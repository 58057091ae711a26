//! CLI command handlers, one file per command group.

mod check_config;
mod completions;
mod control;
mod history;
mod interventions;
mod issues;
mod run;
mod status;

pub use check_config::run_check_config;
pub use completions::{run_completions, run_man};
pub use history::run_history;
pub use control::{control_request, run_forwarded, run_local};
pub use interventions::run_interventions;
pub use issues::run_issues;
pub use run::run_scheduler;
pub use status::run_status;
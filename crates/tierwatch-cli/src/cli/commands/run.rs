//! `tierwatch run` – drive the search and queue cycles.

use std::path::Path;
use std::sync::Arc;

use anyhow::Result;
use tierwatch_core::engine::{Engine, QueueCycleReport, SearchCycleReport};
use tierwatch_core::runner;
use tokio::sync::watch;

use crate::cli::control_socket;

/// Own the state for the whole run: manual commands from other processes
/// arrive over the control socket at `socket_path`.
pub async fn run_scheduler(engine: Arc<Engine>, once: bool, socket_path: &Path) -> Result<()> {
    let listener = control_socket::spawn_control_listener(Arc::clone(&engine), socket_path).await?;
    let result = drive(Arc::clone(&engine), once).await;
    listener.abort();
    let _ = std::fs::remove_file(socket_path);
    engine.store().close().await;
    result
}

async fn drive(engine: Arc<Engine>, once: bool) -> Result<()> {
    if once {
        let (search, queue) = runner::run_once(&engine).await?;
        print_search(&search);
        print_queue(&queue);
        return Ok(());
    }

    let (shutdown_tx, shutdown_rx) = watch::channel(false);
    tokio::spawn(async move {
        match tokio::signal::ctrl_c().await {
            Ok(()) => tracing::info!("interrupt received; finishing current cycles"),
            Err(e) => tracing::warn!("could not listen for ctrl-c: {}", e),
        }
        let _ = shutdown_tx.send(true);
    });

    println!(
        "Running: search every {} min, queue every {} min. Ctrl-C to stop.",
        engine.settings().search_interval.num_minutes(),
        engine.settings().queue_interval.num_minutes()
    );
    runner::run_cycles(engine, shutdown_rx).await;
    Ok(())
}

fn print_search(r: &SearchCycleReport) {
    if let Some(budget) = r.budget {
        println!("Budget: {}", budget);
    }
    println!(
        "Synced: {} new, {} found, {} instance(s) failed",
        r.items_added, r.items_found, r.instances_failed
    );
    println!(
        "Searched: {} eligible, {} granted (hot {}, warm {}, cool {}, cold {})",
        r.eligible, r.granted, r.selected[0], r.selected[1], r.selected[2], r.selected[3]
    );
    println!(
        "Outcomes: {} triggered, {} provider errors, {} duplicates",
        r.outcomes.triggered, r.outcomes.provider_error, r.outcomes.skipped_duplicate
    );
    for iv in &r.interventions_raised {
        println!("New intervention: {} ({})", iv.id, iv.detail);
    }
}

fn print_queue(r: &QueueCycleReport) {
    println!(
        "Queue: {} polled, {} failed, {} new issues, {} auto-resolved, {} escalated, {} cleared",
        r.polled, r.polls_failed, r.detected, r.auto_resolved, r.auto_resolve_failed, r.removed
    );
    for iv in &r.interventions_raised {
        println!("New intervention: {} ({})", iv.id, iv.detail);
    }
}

==

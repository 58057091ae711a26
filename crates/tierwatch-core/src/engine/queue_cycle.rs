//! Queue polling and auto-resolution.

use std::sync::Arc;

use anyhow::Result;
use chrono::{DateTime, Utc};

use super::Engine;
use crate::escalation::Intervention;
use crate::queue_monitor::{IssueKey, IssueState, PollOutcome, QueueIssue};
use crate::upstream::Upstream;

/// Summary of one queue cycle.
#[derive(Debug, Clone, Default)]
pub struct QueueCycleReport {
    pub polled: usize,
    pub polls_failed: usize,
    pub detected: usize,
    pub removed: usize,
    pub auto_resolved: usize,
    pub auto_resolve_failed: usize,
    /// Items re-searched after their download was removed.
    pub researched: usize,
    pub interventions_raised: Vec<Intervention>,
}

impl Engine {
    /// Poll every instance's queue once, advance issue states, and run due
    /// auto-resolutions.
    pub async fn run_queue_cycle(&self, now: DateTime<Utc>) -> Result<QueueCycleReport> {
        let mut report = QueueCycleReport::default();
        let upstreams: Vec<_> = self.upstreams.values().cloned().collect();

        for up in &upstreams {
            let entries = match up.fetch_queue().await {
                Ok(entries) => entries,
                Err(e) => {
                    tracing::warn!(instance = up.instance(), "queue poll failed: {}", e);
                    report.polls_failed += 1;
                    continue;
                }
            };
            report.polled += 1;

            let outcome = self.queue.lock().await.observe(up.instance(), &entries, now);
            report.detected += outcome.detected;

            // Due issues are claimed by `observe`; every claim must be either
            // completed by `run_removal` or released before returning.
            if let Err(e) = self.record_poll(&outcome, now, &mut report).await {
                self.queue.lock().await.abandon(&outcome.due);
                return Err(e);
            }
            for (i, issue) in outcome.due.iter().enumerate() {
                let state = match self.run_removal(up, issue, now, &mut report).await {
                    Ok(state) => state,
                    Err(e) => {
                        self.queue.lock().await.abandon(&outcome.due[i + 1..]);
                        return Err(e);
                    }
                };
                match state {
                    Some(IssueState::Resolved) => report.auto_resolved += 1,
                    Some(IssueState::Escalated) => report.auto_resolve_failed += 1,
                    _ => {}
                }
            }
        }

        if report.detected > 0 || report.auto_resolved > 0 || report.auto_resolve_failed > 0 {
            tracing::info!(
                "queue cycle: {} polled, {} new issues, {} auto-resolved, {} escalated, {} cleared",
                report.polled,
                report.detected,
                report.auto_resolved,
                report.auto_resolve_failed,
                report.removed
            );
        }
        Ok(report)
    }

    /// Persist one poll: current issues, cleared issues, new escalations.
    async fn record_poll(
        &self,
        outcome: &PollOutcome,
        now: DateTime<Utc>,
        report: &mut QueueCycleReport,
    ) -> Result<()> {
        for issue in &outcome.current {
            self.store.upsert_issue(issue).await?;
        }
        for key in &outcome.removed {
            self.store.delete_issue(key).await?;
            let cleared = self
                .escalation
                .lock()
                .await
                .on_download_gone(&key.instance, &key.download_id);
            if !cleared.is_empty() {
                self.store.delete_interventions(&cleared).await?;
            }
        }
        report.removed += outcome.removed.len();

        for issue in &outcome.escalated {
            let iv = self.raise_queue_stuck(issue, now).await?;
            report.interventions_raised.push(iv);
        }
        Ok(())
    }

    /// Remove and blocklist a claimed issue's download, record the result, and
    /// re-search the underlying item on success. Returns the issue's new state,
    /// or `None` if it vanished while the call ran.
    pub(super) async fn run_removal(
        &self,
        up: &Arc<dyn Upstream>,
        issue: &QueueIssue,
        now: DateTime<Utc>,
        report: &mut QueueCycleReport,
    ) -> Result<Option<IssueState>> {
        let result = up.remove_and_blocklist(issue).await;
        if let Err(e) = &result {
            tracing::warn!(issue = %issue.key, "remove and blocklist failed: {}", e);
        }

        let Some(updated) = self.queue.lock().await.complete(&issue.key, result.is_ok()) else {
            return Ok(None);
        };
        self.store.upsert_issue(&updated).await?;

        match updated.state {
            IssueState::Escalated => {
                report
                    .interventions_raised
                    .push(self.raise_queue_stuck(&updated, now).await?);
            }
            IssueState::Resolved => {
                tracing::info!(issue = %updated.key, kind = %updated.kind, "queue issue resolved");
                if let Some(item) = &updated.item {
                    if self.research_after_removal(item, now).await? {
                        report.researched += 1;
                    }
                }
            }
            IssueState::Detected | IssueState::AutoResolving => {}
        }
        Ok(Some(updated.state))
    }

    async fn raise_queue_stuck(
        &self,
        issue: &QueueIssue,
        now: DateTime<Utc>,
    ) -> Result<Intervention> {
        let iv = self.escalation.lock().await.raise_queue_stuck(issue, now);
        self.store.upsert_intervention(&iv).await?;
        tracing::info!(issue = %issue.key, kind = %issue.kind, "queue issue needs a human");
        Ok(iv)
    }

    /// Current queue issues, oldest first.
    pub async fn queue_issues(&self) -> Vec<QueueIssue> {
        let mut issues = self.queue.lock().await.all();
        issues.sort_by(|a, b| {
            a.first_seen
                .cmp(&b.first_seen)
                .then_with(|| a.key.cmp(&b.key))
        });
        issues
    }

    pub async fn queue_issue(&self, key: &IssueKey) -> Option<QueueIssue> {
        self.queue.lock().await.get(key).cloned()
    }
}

◆ Your objective
Return only the lines between the one holding "print_queue(&queue);" and the one holding "min, queue every", inclusive, exactly as they appear above.

◆ Expected output
        print_queue(&queue);
        return Ok(());
    }

    let (shutdown_tx, shutdown_rx) = watch::channel(false);
    tokio::spawn(async move {
        match tokio::signal::ctrl_c().await {
            Ok(()) => tracing::info!("interrupt received; finishing current cycles"),
            Err(e) => tracing::warn!("could not listen for ctrl-c: {}", e),
        }
        let _ = shutdown_tx.send(true);
    });

    println!(
        "Running: search every {} min, queue every {} min. Ctrl-C to stop.",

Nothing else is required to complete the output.